_What needs to be done_. Find every line below that contains the word "SyncReport" and copy it out.

━━━ Entries supplied ━━━

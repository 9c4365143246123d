//! CRM API client: authenticated fetches and the paginated record stream.

use std::collections::{HashMap, VecDeque};
use std::sync::Arc;
use std::time::Duration;

use serde::Deserialize;
use serde_json::value::RawValue;
use tokio_util::sync::CancellationToken;

use crate::http::{HttpMethod, HttpRequest, HttpResponse};
use crate::record::{IdKind, RawRecord, RecordId};
use crate::settings::{CredentialsProvider, CrmOptions};
use crate::sync::SyncError;
use crate::throttle::RateGovernor;
use crate::transport::{looks_throttled, ResilientTransport};

const ERROR_BODY_SNIPPET: usize = 256;

/// Authenticated client for the CRM's JSON API.
#[derive(Clone)]
pub struct CrmClient {
    transport: ResilientTransport,
    credentials: Arc<dyn CredentialsProvider>,
    options: CrmOptions,
}

impl CrmClient {
    pub fn new(
        transport: ResilientTransport,
        credentials: Arc<dyn CredentialsProvider>,
        options: CrmOptions,
    ) -> Self {
        Self {
            transport,
            credentials,
            options,
        }
    }

    #[must_use]
    pub fn governor(&self) -> &RateGovernor {
        self.transport.governor()
    }

    #[must_use]
    pub fn options(&self) -> &CrmOptions {
        &self.options
    }

    fn url(&self, endpoint: &str) -> String {
        format!("{}/{}", self.options.base_url.trim_end_matches('/'), endpoint)
    }

    async fn request(&self, url: String) -> HttpRequest {
        let token = self.credentials.bearer_token().await;
        HttpRequest {
            method: HttpMethod::Get,
            url,
            headers: vec![
                ("Authorization".to_string(), format!("Bearer {token}")),
                ("Accept".to_string(), "application/json".to_string()),
            ],
            body: Vec::new(),
        }
    }

    /// Single-shot fetch of a catalog listing, yielding each
    /// `_embedded.<collection>` item as its verbatim source text. Used by the
    /// small catalog endpoints that are not worth paginating.
    pub async fn catalog_items(
        &self,
        endpoint: &str,
        collection: &str,
    ) -> Result<Vec<String>, SyncError> {
        let request = self.request(self.url(endpoint)).await;
        let response = self.transport.send(request).await?;
        check_api_response(&response)?;
        if response.status == 204 {
            return Ok(Vec::new());
        }
        let items = embedded_items(&response.body, collection).map_err(|e| SyncError::Api {
            status: response.status,
            message: format!("invalid JSON body: {e}"),
        })?;
        Ok(items
            .unwrap_or_default()
            .iter()
            .map(|item| item.get().to_string())
            .collect())
    }

    /// Open a paginated stream over `endpoint`, yielding the items of
    /// `_embedded.<collection>` page by page.
    #[must_use]
    pub fn records(
        &self,
        endpoint: &str,
        collection: &str,
        id_kind: IdKind,
        cancel: CancellationToken,
    ) -> RecordStream {
        RecordStream {
            client: self.clone(),
            endpoint: endpoint.to_string(),
            collection: collection.to_string(),
            id_kind,
            cancel,
            page: 1,
            buffer: VecDeque::new(),
            done: false,
        }
    }
}

/// Map terminal HTTP statuses onto the run-level error taxonomy.
fn check_api_response(response: &HttpResponse) -> Result<(), SyncError> {
    if response.status == 429 {
        return Err(SyncError::ThrottleExhausted {
            status: response.status,
        });
    }
    if response.status == 403 {
        if looks_throttled(&response.body) {
            return Err(SyncError::ThrottleExhausted {
                status: response.status,
            });
        }
        return Err(SyncError::Authorization {
            message: body_snippet(&response.body),
        });
    }
    if !response.is_success() {
        return Err(SyncError::Api {
            status: response.status,
            message: body_snippet(&response.body),
        });
    }
    Ok(())
}

fn body_snippet(body: &[u8]) -> String {
    let text = String::from_utf8_lossy(body);
    let mut snippet: String = text.chars().take(ERROR_BODY_SNIPPET).collect();
    if text.chars().count() > ERROR_BODY_SNIPPET {
        snippet.push('…');
    }
    snippet
}

/// Page envelope keeping every `_embedded` collection as uninterpreted text,
/// so stored payloads stay byte-for-byte what the remote sent.
#[derive(Deserialize)]
struct EmbeddedBody<'a> {
    #[serde(rename = "_embedded", borrow, default)]
    embedded: Option<HashMap<String, &'a RawValue>>,
}

/// Only the field the stream reads eagerly; everything else stays verbatim.
#[derive(Deserialize)]
struct IdProbe {
    #[serde(default)]
    id: Option<serde_json::Value>,
}

/// The items of `_embedded.<collection>` as verbatim slices of `body`.
/// `Ok(None)` means the collection is missing (or not an array).
fn embedded_items<'a>(
    body: &'a [u8],
    collection: &str,
) -> Result<Option<Vec<&'a RawValue>>, serde_json::Error> {
    let envelope: EmbeddedBody<'a> = serde_json::from_slice(body)?;
    let Some(node) = envelope
        .embedded
        .and_then(|mut collections| collections.remove(collection))
    else {
        return Ok(None);
    };
    Ok(serde_json::from_str::<Vec<&RawValue>>(node.get()).ok())
}

/// Pull-based iterator over one paginated listing.
///
/// Not restartable: once it reports the end of data it stays finished.
/// Cancellation is cooperative and checked before every yield, so a
/// cancelled consumer still gets to flush whatever it already buffered.
pub struct RecordStream {
    client: CrmClient,
    endpoint: String,
    collection: String,
    id_kind: IdKind,
    cancel: CancellationToken,
    page: u32,
    buffer: VecDeque<RawRecord>,
    done: bool,
}

impl RecordStream {
    /// Next record, or `None` once the listing is exhausted or cancelled.
    pub async fn next(&mut self) -> Result<Option<RawRecord>, SyncError> {
        loop {
            if self.cancel.is_cancelled() {
                self.done = true;
                return Ok(None);
            }
            if let Some(record) = self.buffer.pop_front() {
                return Ok(Some(record));
            }
            if self.done {
                return Ok(None);
            }
            self.fetch_next_page().await?;
        }
    }

    async fn fetch_next_page(&mut self) -> Result<(), SyncError> {
        // Courtesy delay between pages; independent of the governor's pacing.
        if self.page > 1 && self.client.options.request_delay_ms > 0 {
            tokio::time::sleep(Duration::from_millis(self.client.options.request_delay_ms)).await;
        }

        let separator = if self.endpoint.contains('?') { '&' } else { '?' };
        let url = self.client.url(&format!(
            "{}{}limit={}&page={}",
            self.endpoint, separator, self.client.options.page_size, self.page
        ));
        tracing::debug!(%url, page = self.page, "fetching page");

        let request = self.client.request(url).await;
        let response = self.client.transport.send(request).await?;

        // 204 is the remote's explicit end-of-data marker.
        if response.status == 204 {
            self.done = true;
            return Ok(());
        }
        check_api_response(&response)?;

        let items = embedded_items(&response.body, &self.collection).map_err(|e| {
            SyncError::Api {
                status: response.status,
                message: format!("invalid JSON body: {e}"),
            }
        })?;
        let Some(items) = items else {
            self.done = true;
            return Ok(());
        };
        if items.is_empty() {
            self.done = true;
            return Ok(());
        }

        for item in items {
            let id = serde_json::from_str::<IdProbe>(item.get())
                .ok()
                .and_then(|probe| probe.id)
                .and_then(|value| RecordId::from_json(&value, self.id_kind));
            let Some(id) = id else {
                tracing::debug!(page = self.page, "record without usable id, skipping");
                continue;
            };
            self.buffer.push_back(RawRecord {
                id,
                raw: item.get().to_string(),
                page: self.page,
            });
        }
        self.page += 1;
        Ok(())
    }
}
//! Sync commands - pull entities from the remote CRM into the local mirror.

use std::sync::Arc;
use std::time::Duration;

use crmsync::http::ReqwestTransport;
use crmsync::{
    CrmClient, CrmOptions, EntityKind, GovernorSettings, RateGovernor, ResilientTransport,
    StaticToken, SyncContext, SyncReport, SyncSettings,
};
use tokio_util::sync::CancellationToken;

use crate::config::Config;

pub(crate) async fn handle_sync(
    config: &Config,
    entity: &str,
    full: bool,
) -> Result<(), Box<dyn std::error::Error>> {
    let base_url = config
        .crm
        .base_url
        .clone()
        .ok_or("no CRM base URL configured; set crm.base_url in crmsync.toml")?;
    let token = config
        .crm
        .token
        .clone()
        .ok_or("no CRM token configured; set crm.token or CRMSYNC_CRM_TOKEN")?;
    let database_url = config
        .database_url()
        .ok_or("could not determine database location")?;

    let db = crmsync::connect_and_migrate(&database_url).await?;

    let cancel = CancellationToken::new();
    let governor = RateGovernor::new(GovernorSettings {
        max_requests_per_second: config.rate.max_requests_per_second,
        adaptive: config.rate.adaptive,
    });
    let transport = ResilientTransport::with_cancellation(
        Arc::new(ReqwestTransport::with_timeout(Duration::from_secs(
            config.crm.timeout_secs,
        ))?),
        governor.clone(),
        cancel.clone(),
    );
    let client = CrmClient::new(
        transport,
        Arc::new(StaticToken(token)),
        CrmOptions {
            base_url,
            page_size: config.crm.page_size,
            request_delay_ms: config.crm.request_delay_ms,
        },
    );

    let ctrl_c_cancel = cancel.clone();
    tokio::spawn(async move {
        if tokio::signal::ctrl_c().await.is_ok() {
            println!("\nShutdown requested, finishing current batch...");
            ctrl_c_cancel.cancel();
        }
    });

    let ctx = SyncContext {
        db,
        client,
        settings: SyncSettings {
            events_lookback_months: config.sync.events_lookback_months,
            messages_lookback_months: config.sync.messages_lookback_months,
        },
        cancel,
    };

    if entity == "all" {
        let mut total = SyncReport::default();
        for kind in EntityKind::ALL {
            if ctx.cancel.is_cancelled() {
                println!("Stopped before {kind}.");
                break;
            }
            let report = crmsync::sync::run_entity(&ctx, kind, full).await?;
            print_report(kind.as_str(), &report);
            total.absorb(report);
        }
        print_report("total", &total);
    } else {
        let kind: EntityKind = entity.parse()?;
        let report = crmsync::sync::run_entity(&ctx, kind, full).await?;
        print_report(kind.as_str(), &report);
    }

    let status = governor.status().await;
    println!(
        "Rate: {} requests, {} throttle hits ({:.1}%), state {}, delay {:.0}ms",
        status.total_requests,
        status.total_throttle_hits,
        status.hit_rate_percent,
        status.state.as_str(),
        status.current_delay_ms,
    );

    Ok(())
}

fn print_report(label: &str, report: &SyncReport) {
    println!(
        "{label}: {} processed, {} written, {} unchanged, {} decode errors",
        report.processed, report.written, report.unchanged, report.decode_errors,
    );
}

━━━

_Solution to the exercise_.
    StaticToken, SyncContext, SyncReport, SyncSettings,
        let mut total = SyncReport::default();
fn print_report(label: &str, report: &SyncReport) {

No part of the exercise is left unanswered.